Innovativer Stent bietet mehr Sicherheit
Und noch etwas ist neu – nämlich, dass die Prothese aus einem Stück ist. „Zuvor hatten wir es mit zwei Teilen zu tun. Das war nicht optimal, weil wir den kleineren Prothesenteil zum Arm oder zur Halsschlagader im OP an den Hauptteil andocken mussten.“ Diese Verbindung stellte sich im Lauf der Zeit als Schwachstelle heraus, da es an dieser Stelle immer wieder zu Komplikationen durch Prothesenverschiebungen kam. Bei der neuen Stent Endoprothese mit einem Seitenarm besteht dieses Risiko nicht. Die Prothese besteht aus Polyester, sie ist durchzogen von sehr feinen Drähten aus einer Mischung aus Nickel und Titan.
Das äußerst biegsame Produkt wird in einem Katheter zusammengecrimpt (durch Verformung miteinander verbunden) und wird über die Leistenader an Ort und Stelle gebracht. „Wir können sie unter Röntgenkontrolle millimetergenau positionieren“, betont der Oberarzt.
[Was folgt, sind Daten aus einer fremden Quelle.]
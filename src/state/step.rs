use std::collections::BTreeMap;

use chrono::{DateTime, Utc};
use serde::{Deserialize, Serialize};

use super::{Attrs, null_as_default};

/// Kind of change a task, link or work-queue entry went through.
#[derive(Debug, Clone, Copy, Default, PartialEq, Eq, Serialize, Deserialize)]
#[serde(from = "i32", into = "i32")]
pub enum ChangeType {
    #[default]
    Add,
    Update,
    Delete,
    Other(i32),
}

impl From<i32> for ChangeType {
    fn from(code: i32) -> Self {
        match code {
            0 => ChangeType::Add,
            1 => ChangeType::Update,
            2 => ChangeType::Delete,
            other => ChangeType::Other(other),
        }
    }
}

impl From<ChangeType> for i32 {
    fn from(change: ChangeType) -> Self {
        match change {
            ChangeType::Add => 0,
            ChangeType::Update => 1,
            ChangeType::Delete => 2,
            ChangeType::Other(code) => code,
        }
    }
}

/// One immutable delta of a flow instance's execution state.
#[derive(Debug, Clone, PartialEq, Serialize, Deserialize)]
#[serde(rename_all = "camelCase")]
pub struct Step {
    pub id: i64,
    pub flow_id: String,
    /// Subflow slot (0 = root flow) to the change recorded for it.
    #[serde(default, deserialize_with = "null_as_default")]
    pub flow_changes: BTreeMap<i32, FlowChange>,
    #[serde(default, deserialize_with = "null_as_default")]
    pub queue_changes: BTreeMap<i64, QueueChange>,
    #[serde(default, skip_serializing_if = "Option::is_none")]
    pub start_time: Option<DateTime<Utc>>,
    #[serde(default, skip_serializing_if = "Option::is_none")]
    pub end_time: Option<DateTime<Utc>>,
    #[serde(default)]
    pub rerun: bool,
}

impl Step {
    pub fn new(flow_id: impl Into<String>, id: i64) -> Self {
        Self {
            id,
            flow_id: flow_id.into(),
            flow_changes: BTreeMap::new(),
            queue_changes: BTreeMap::new(),
            start_time: None,
            end_time: None,
            rerun: false,
        }
    }

    /// Builder-style helper used by producers and tests.
    pub fn with_change(mut self, slot: i32, change: FlowChange) -> Self {
        self.flow_changes.insert(slot, change);
        self
    }

    /// The change for the root flow, if this step touched it.
    pub fn root_change(&self) -> Option<&FlowChange> {
        self.flow_changes.get(&0)
    }
}

/// The part of a step that concerns one flow (root or nested).
#[derive(Debug, Clone, PartialEq, Serialize, Deserialize)]
#[serde(rename_all = "camelCase")]
pub struct FlowChange {
    #[serde(default)]
    pub new_flow: bool,
    #[serde(rename = "flowURI", default, deserialize_with = "null_as_default")]
    pub flow_uri: String,
    #[serde(default)]
    pub subflow_id: i32,
    #[serde(default, deserialize_with = "null_as_default")]
    pub task_id: String,
    #[serde(default = "unchanged_status")]
    pub status: i32,
    #[serde(default, deserialize_with = "null_as_default")]
    pub attrs: Attrs,
    #[serde(default, deserialize_with = "null_as_default")]
    pub tasks: BTreeMap<String, TaskChange>,
    #[serde(default, deserialize_with = "null_as_default")]
    pub links: BTreeMap<i32, LinkChange>,
    #[serde(default, deserialize_with = "null_as_default")]
    pub return_data: Attrs,
}

fn unchanged_status() -> i32 {
    super::STATUS_UNCHANGED
}

impl Default for FlowChange {
    fn default() -> Self {
        Self {
            new_flow: false,
            flow_uri: String::new(),
            subflow_id: 0,
            task_id: String::new(),
            status: super::STATUS_UNCHANGED,
            attrs: Attrs::new(),
            tasks: BTreeMap::new(),
            links: BTreeMap::new(),
            return_data: Attrs::new(),
        }
    }
}

impl FlowChange {
    /// Flow name taken from the URI (`res://flow:name` → `name`).
    pub fn flow_name(&self) -> &str {
        match self.flow_uri.rfind(':') {
            Some(idx) => &self.flow_uri[idx + 1..],
            None => &self.flow_uri,
        }
    }
}

/// Status transition of one task plus the input it saw.
#[derive(Debug, Clone, Default, PartialEq, Serialize, Deserialize)]
pub struct TaskChange {
    #[serde(default)]
    pub change: ChangeType,
    #[serde(default)]
    pub status: i32,
    #[serde(default, deserialize_with = "null_as_default")]
    pub input: Attrs,
}

/// Status transition of one link between two tasks.
#[derive(Debug, Clone, Default, PartialEq, Serialize, Deserialize)]
pub struct LinkChange {
    #[serde(default)]
    pub change: ChangeType,
    #[serde(default)]
    pub status: i32,
    #[serde(default, deserialize_with = "null_as_default")]
    pub from: String,
    #[serde(default, deserialize_with = "null_as_default")]
    pub to: String,
}

/// Work-queue mutation recorded alongside a step.
#[derive(Debug, Clone, Default, PartialEq, Serialize, Deserialize)]
#[serde(rename_all = "camelCase")]
pub struct QueueChange {
    #[serde(default)]
    pub change: ChangeType,
    #[serde(default)]
    pub subflow_id: i32,
    #[serde(default, deserialize_with = "null_as_default")]
    pub task_id: String,
}
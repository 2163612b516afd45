//! Asynchronous write path: a FIFO of raw payloads drained by a fixed pool
//! of workers. Callers get an acknowledgement as soon as the payload is queued;
//! anything that fails afterwards is logged and dropped.

use std::collections::VecDeque;
use std::sync::Arc;
use std::sync::atomic::{AtomicBool, Ordering};

use tokio::sync::{Mutex, Notify};
use tokio::task::JoinHandle;
use tracing::{debug, error, info, warn};

use crate::error::{Result, StoreError};
use crate::recorder::Recorder;
use crate::state::{FlowState, Snapshot, Step};

/// A raw JSON payload waiting to be persisted.
#[derive(Debug, Clone, PartialEq, Eq)]
pub enum Payload {
    Step(Vec<u8>),
    Snapshot(Vec<u8>),
    FlowStart(Vec<u8>),
    FlowEnd(Vec<u8>),
}

impl Payload {
    fn kind(&self) -> &'static str {
        match self {
            Payload::Step(_) => "step",
            Payload::Snapshot(_) => "snapshot",
            Payload::FlowStart(_) => "flow start",
            Payload::FlowEnd(_) => "flow end",
        }
    }
}

struct Shared {
    queue: Mutex<VecDeque<Payload>>,
    available: Notify,
    closed: AtomicBool,
    capacity: Option<usize>,
    recorder: Arc<Recorder>,
}

impl Shared {
    async fn process(&self, payload: Payload) {
        let kind = payload.kind();
        let outcome = match payload {
            Payload::Step(raw) => match serde_json::from_slice::<Step>(&raw) {
                Ok(step) => self.recorder.save_step(&step).await,
                Err(e) => Err(StoreError::from(e)),
            },
            Payload::Snapshot(raw) => match serde_json::from_slice::<Snapshot>(&raw) {
                Ok(snapshot) => self.recorder.save_snapshot(&snapshot).await,
                Err(e) => Err(StoreError::from(e)),
            },
            Payload::FlowStart(raw) => match serde_json::from_slice::<FlowState>(&raw) {
                Ok(state) => self.recorder.record_start(&state).await,
                Err(e) => Err(StoreError::from(e)),
            },
            Payload::FlowEnd(raw) => match serde_json::from_slice::<FlowState>(&raw) {
                Ok(state) => self.recorder.record_end(&state).await,
                Err(e) => Err(StoreError::from(e)),
            },
        };

        match outcome {
            Ok(()) => debug!(kind, "Persisted queued payload"),
            Err(StoreError::Serialization(e)) => {
                warn!(kind, error = %e, "Dropping malformed payload");
            }
            Err(e) => error!(kind, error = %e, "Dropping payload after write failure"),
        }
    }
}

/// Queue plus worker pool in front of a [`Recorder`].
pub struct IngestionPipeline {
    shared: Arc<Shared>,
    workers: Mutex<Vec<JoinHandle<()>>>,
}

impl IngestionPipeline {
    /// Spawn `workers` drain tasks. `capacity` bounds the number of queued payloads.
    pub fn start(recorder: Arc<Recorder>, workers: usize, capacity: Option<usize>) -> Self {
        let shared = Arc::new(Shared {
            queue: Mutex::new(VecDeque::new()),
            available: Notify::new(),
            closed: AtomicBool::new(false),
            capacity,
            recorder,
        });

        let workers = workers.max(1);
        let handles = (0..workers)
            .map(|id| tokio::spawn(worker(id, shared.clone())))
            .collect();
        info!(workers, "Ingestion pipeline started");

        Self {
            shared,
            workers: Mutex::new(handles),
        }
    }

    /// Queue a payload and return immediately.
    pub async fn submit(&self, payload: Payload) -> Result<()> {
        if self.shared.closed.load(Ordering::Acquire) {
            return Err(StoreError::Closed);
        }
        {
            let mut queue = self.shared.queue.lock().await;
            if let Some(cap) = self.shared.capacity
                && queue.len() >= cap
            {
                return Err(StoreError::Overloaded(queue.len()));
            }
            queue.push_back(payload);
        }
        self.shared.available.notify_one();
        Ok(())
    }

    pub async fn pending(&self) -> usize {
        self.shared.queue.lock().await.len()
    }

    /// Stop accepting payloads, let workers drain the queue, and wait for them.
    pub async fn shutdown(&self) {
        self.shared.closed.store(true, Ordering::Release);
        self.shared.available.notify_waiters();

        let handles: Vec<JoinHandle<()>> = self.workers.lock().await.drain(..).collect();
        for handle in handles {
            if let Err(e) = handle.await {
                error!(error = %e, "Ingestion worker panicked");
            }
        }
        info!("Ingestion pipeline stopped");
    }
}

async fn worker(id: usize, shared: Arc<Shared>) {
    debug!(worker = id, "Ingestion worker started");
    loop {
        // Register interest before looking at the queue so a notification
        // sent in between is not lost.
        let notified = shared.available.notified();
        tokio::pin!(notified);
        notified.as_mut().enable();

        let next = shared.queue.lock().await.pop_front();
        match next {
            Some(payload) => shared.process(payload).await,
            None if shared.closed.load(Ordering::Acquire) => break,
            None => notified.await,
        }
    }
    debug!(worker = id, "Ingestion worker stopped");
}
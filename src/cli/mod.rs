mod config;

pub use config::{FlowStateConfig, IngestConfig, PersistenceConfig};

use std::path::PathBuf;

use anyhow::{Context as _, Result};
use clap::{Parser, Subcommand};
use tracing::info;

use crate::service::FlowStateService;
use crate::state::{FlowFilter, Status, Step};
use crate::storage::{Backend, RelationalStore};

#[derive(Parser)]
#[command(name = "flowstate", version, about = "Flow execution state store")]
pub struct Cli {
    /// Path to a .env file to load (default: auto-detect .env in cwd)
    #[arg(long, global = true)]
    dotenv: Option<PathBuf>,

    /// Path to flowstate.yaml (default: auto-detect in cwd)
    #[arg(long, global = true)]
    config: Option<PathBuf>,

    /// Database URL, overrides the persistence section of the config file
    #[arg(long, global = true, env = "FLOWSTATE_DATABASE_URL")]
    database_url: Option<String>,

    #[command(subcommand)]
    pub command: Commands,
}

#[derive(Subcommand)]
pub enum Commands {
    /// Probe the relational backend and report its schema
    Check,

    /// Create the flowstate, steps and appstate tables
    InitSchema,

    /// List flow instances
    List {
        #[arg(long)]
        user: Option<String>,

        #[arg(long)]
        app: Option<String>,

        #[arg(long)]
        app_version: Option<String>,

        #[arg(long)]
        host: Option<String>,

        #[arg(long)]
        flow: Option<String>,

        /// Filter by status (Started, Completed, Failed, Cancelled, ...)
        #[arg(short, long)]
        status: Option<String>,

        #[arg(long)]
        offset: Option<i64>,

        #[arg(long)]
        limit: Option<i64>,

        /// Output format (table, json)
        #[arg(long, default_value = "table")]
        format: String,
    },

    /// Show one flow instance
    Inspect { flow_id: String },

    /// Print the step log of an instance
    Steps {
        flow_id: String,

        /// Reconcile each step into task views
        #[arg(long)]
        tasks: bool,
    },

    /// Print one summary row per step
    StatusLog { flow_id: String },

    /// Print the snapshot of an instance, optionally as of a step
    Snapshot {
        flow_id: String,

        #[arg(long)]
        step: Option<i64>,
    },

    /// Delete an instance and its steps
    Delete { flow_id: String },

    /// Delete every step from a step id onwards
    Truncate {
        flow_id: String,

        #[arg(long)]
        from: i64,
    },

    /// Load a JSON array of steps
    Ingest {
        file: PathBuf,

        /// Route the steps through the asynchronous pipeline
        #[arg(long = "async")]
        queued: bool,
    },
}

pub async fn run_cli() -> Result<()> {
    let cli = Cli::parse();

    // Load .env file
    load_dotenv(cli.dotenv.as_deref());

    let config = FlowStateConfig::load(cli.config.as_deref())?;
    let backend = config.backend(cli.database_url.as_deref());

    match cli.command {
        Commands::Check => cmd_check(&backend).await,
        Commands::InitSchema => cmd_init_schema(&backend).await,
        Commands::List {
            user,
            app,
            app_version,
            host,
            flow,
            status,
            offset,
            limit,
            format,
        } => {
            let status = status
                .as_deref()
                .map(|s| s.parse::<Status>().map_err(|e| anyhow::anyhow!(e)))
                .transpose()?;
            let filter = FlowFilter {
                user_id: user,
                app_name: app,
                app_version,
                host_id: host,
                flow_name: flow,
                status: status.map(|s| s.to_string()),
                offset,
                limit,
                ..Default::default()
            };
            let service = open_service(&config, &backend).await?;
            cmd_list(&service, &filter, &format).await
        }
        Commands::Inspect { flow_id } => {
            let service = open_service(&config, &backend).await?;
            cmd_inspect(&service, &flow_id).await
        }
        Commands::Steps { flow_id, tasks } => {
            let service = open_service(&config, &backend).await?;
            cmd_steps(&service, &flow_id, tasks).await
        }
        Commands::StatusLog { flow_id } => {
            let service = open_service(&config, &backend).await?;
            let rows = service.steps_status(&flow_id).await?;
            println!("{}", serde_json::to_string_pretty(&rows)?);
            Ok(())
        }
        Commands::Snapshot { flow_id, step } => {
            let service = open_service(&config, &backend).await?;
            cmd_snapshot(&service, &flow_id, step).await
        }
        Commands::Delete { flow_id } => {
            let service = open_service(&config, &backend).await?;
            service.delete_flow(&flow_id).await?;
            println!("Deleted flow {}", flow_id);
            Ok(())
        }
        Commands::Truncate { flow_id, from } => {
            let service = open_service(&config, &backend).await?;
            service.delete_steps(&flow_id, from).await?;
            println!("Deleted steps >= {} of flow {}", from, flow_id);
            Ok(())
        }
        Commands::Ingest { file, queued } => {
            let service = open_service(&config, &backend).await?;
            cmd_ingest(&service, file, queued).await
        }
    }
}

/// Load environment variables from a .env file.
/// If an explicit path is given, load from that path (error if missing).
/// Otherwise, auto-detect .env in the current working directory (silently skip if absent).
fn load_dotenv(explicit_path: Option<&std::path::Path>) {
    match explicit_path {
        Some(path) => match dotenvy::from_path(path) {
            Ok(()) => info!("Loaded env from {}", path.display()),
            Err(e) => {
                eprintln!(
                    "Warning: Failed to load dotenv file '{}': {}",
                    path.display(),
                    e
                );
            }
        },
        None => match dotenvy::dotenv() {
            Ok(path) => info!("Loaded env from {}", path.display()),
            Err(dotenvy::Error::Io(_)) => {}
            Err(e) => {
                eprintln!("Warning: Failed to parse .env file: {}", e);
            }
        },
    }
}

async fn open_service(config: &FlowStateConfig, backend: &Backend) -> Result<FlowStateService> {
    FlowStateService::open(backend, &config.ingest_options())
        .await
        .context("Failed to open state store")
}

async fn open_relational(backend: &Backend) -> Result<RelationalStore> {
    let Backend::Relational(settings) = backend else {
        anyhow::bail!("This command needs a relational backend (set --database-url or persistence.type)");
    };
    RelationalStore::connect(settings)
        .await
        .context("Failed to connect to database")
}

async fn cmd_check(backend: &Backend) -> Result<()> {
    let store = open_relational(backend).await?;
    store.connection().ping().await?;
    let details = store.details().await;

    println!("Connected:      {}", details.connected);
    println!("Tables present: {}", details.tables_exist);
    println!("Schema version: {}", details.schema_version);
    println!("Max connections: {}", store.connection().max_concurrency());
    println!("Message:        {}", details.message);

    if !details.tables_exist {
        anyhow::bail!("Schema is incomplete, run `flowstate init-schema`");
    }
    Ok(())
}

async fn cmd_init_schema(backend: &Backend) -> Result<()> {
    let store = open_relational(backend).await?;
    store.init_schema().await?;
    let details = store.details().await;
    println!("Schema ready (version {})", details.schema_version);
    Ok(())
}

async fn cmd_list(service: &FlowStateService, filter: &FlowFilter, format: &str) -> Result<()> {
    let record = service.list_flows(filter).await?;

    if record.flow_data.is_empty() {
        println!("No flows found.");
        return Ok(());
    }

    if format == "json" {
        println!("{}", serde_json::to_string_pretty(&record)?);
        return Ok(());
    }

    println!(
        "{:<38} {:<24} {:<10} {:<24} {:>10}",
        "INSTANCE ID", "FLOW", "STATUS", "STARTED", "MS"
    );
    println!("{}", "-".repeat(110));

    for flow in &record.flow_data {
        let started = flow
            .start_time
            .map(|t| t.format("%Y-%m-%d %H:%M:%S").to_string())
            .unwrap_or_else(|| "-".to_string());
        let millis = flow
            .execution_time
            .map(|ms| ms.to_string())
            .unwrap_or_else(|| "-".to_string());

        println!(
            "{:<38} {:<24} {:<10} {:<24} {:>10}",
            flow.id, flow.flow_name, flow.status, started, millis
        );
    }

    println!(
        "\nShowing {} of {} flow(s)",
        record.flow_data.len(),
        record.count
    );
    Ok(())
}

async fn cmd_inspect(service: &FlowStateService, flow_id: &str) -> Result<()> {
    let info = service
        .flow(flow_id)
        .await?
        .with_context(|| format!("Flow '{}' not found", flow_id))?;

    println!("{}", serde_json::to_string_pretty(&info)?);
    Ok(())
}

async fn cmd_steps(service: &FlowStateService, flow_id: &str, tasks: bool) -> Result<()> {
    if tasks {
        let tasks = service.steps_as_tasks(flow_id).await?;
        println!("{}", serde_json::to_string_pretty(&tasks)?);
    } else {
        let steps = service.steps(flow_id).await?;
        println!("{}", serde_json::to_string_pretty(&steps)?);
    }
    Ok(())
}

async fn cmd_snapshot(service: &FlowStateService, flow_id: &str, step: Option<i64>) -> Result<()> {
    let snapshot = match step {
        Some(step_id) => service.snapshot_at(flow_id, step_id).await?,
        None => service.snapshot(flow_id).await?,
    };
    let snapshot = snapshot.with_context(|| format!("Flow '{}' has no recorded state", flow_id))?;
    println!("{}", serde_json::to_string_pretty(&snapshot)?);
    Ok(())
}

async fn cmd_ingest(service: &FlowStateService, file: PathBuf, queued: bool) -> Result<()> {
    let data = tokio::fs::read_to_string(&file)
        .await
        .with_context(|| format!("Failed to read {}", file.display()))?;
    let items: Vec<serde_json::Value> = serde_json::from_str(&data)
        .with_context(|| format!("{} is not a JSON array of steps", file.display()))?;

    let total = items.len();
    for item in items {
        if queued {
            service.submit_step(serde_json::to_vec(&item)?).await?;
        } else {
            let step: Step = serde_json::from_value(item).context("Invalid step")?;
            service.save_step(&step).await?;
        }
    }
    if queued {
        info!(pending = service.pending_writes().await, "Draining ingestion queue");
    }
    service.shutdown().await;

    println!("Ingested {} step(s)", total);
    Ok(())
}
Das ist auch deshalb möglich, weil der Eingriff im sogenannten Hybrid-Operationssaal des Klinikums vorgenommen wird: Der Röntgendetektor hier ist an einen Roboterarm montiert und kann Aufnahmen aus beliebigen Winkeln liefern. „Zusammen mit zuvor angefertigten CT-Bildern, die während der Operation in Echtzeit integriert werden, erreichen wir eine extrem präzise Darstellung“, sagt der Hybridtechniker Markus Trezeciak.
Alternative zur offenen Operation
Dr. Pahari nennt bestimmte Voraussetzungen, um solch einen Stent minimalinvasiv erfolgreich implantieren zu können: Es komme auf die geeignete Anatomie der Aorta an. Nicht jede erkrankte Aorta ist minimalinvasiv behandelbar. Außer für die gefährlichen Gefäßaussackungen sind hochmoderne Stents auch eine Behandlungsoption bei sogenannten Dissektionen, also wenn die Wandschichten einer Arterie aufreißen und Blut in die mittlere Aortenwand eindringt. Diese akute Erkrankung kann ebenfalls bedrohliche Komplikationen verursachen.
Auch solch einen Fall, so Oberarzt Dr. Pahari, „haben wir mit dieser modernen Prothese schon erfolgreich behandelt“. Chefarzt PD Dr. Wolfgang Harringer äußert sich optimistisch: „Diese neue Technologie wird zukünftig eine wertvolle Alternative zur herkömmlichen offenen Operation darstellen.“
Was ist ein Aneurysma?
Unter einem Aneurysma versteht man die krankhafte Aufweitung der Wand eines Blutgefäßes oder auch der Herzwand. Am häufigsten bilden sich diese Aussackungen, wie die Medizin sie auch nennt, im Bauch, in der Brust, am Herzen oder im Gehirn. Aneurysmen etwa im Schädel können angeboren sein, außerhalb des Kopfes sind sie zu 80 bis 85 Prozent durch Arteriosklerose bedingt. In der Regel verursacht ein Aneurysma keine Beschwerden. Entdeckt wird es oft zufällig, wenn Patientinnen oder Patienten wegen einer anderen Erkrankung untersucht werden – bei einem Bauchultraschall, durch Röntgenbilder, CT- oder MRT-Diagnostik. Ob ein Aneurysma im Brustbereich operiert werden muss, richtet sich unter anderem nach dem Durchmesser der Aorta an dieser Stelle und der Aortenkonfiguration. Ein Durchmesser von 5,5 Zentimetern gilt als kritisch. Wenn ein Aneurysma reißt, handelt es sich immer um einen Notfall, der schnellstens in einer Klinik behandelt werden muss.